------ SUPPLIED RECORDS ------

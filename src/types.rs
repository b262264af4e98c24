pub type Int = i64;
pub type Real = f64;
pub type Var = String;

/// 1-based position of an instruction in a program.
pub type Address = usize;

/// Index of a cell in the VM data memory.
pub type Cell = usize;

pub mod parse {
    use nom::bytes::complete::take_while1;
    use nom::combinator::map_res;

    use crate::syntax::{spaces, Input, Parsed};

    pub fn address(input: Input) -> Parsed<super::Address> {
        let (input, _) = spaces(input)?;
        map_res(take_while1(|c: char| c.is_ascii_digit()), |number: Input| {
            number.parse::<super::Address>()
        })(input)
    }
}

------

* **YOUR TASK**
Lines from the one containing "use nom::bytes::complete::take_while1;" through the last line of the records, restated word for word: that is the whole response.

* **EXPECTED ANSWER**
    use nom::bytes::complete::take_while1;
    use nom::combinator::map_res;

    use crate::syntax::{spaces, Input, Parsed};

    pub fn address(input: Input) -> Parsed<super::Address> {
        let (input, _) = spaces(input)?;
        map_res(take_while1(|c: char| c.is_ascii_digit()), |number: Input| {
            number.parse::<super::Address>()
        })(input)
    }
}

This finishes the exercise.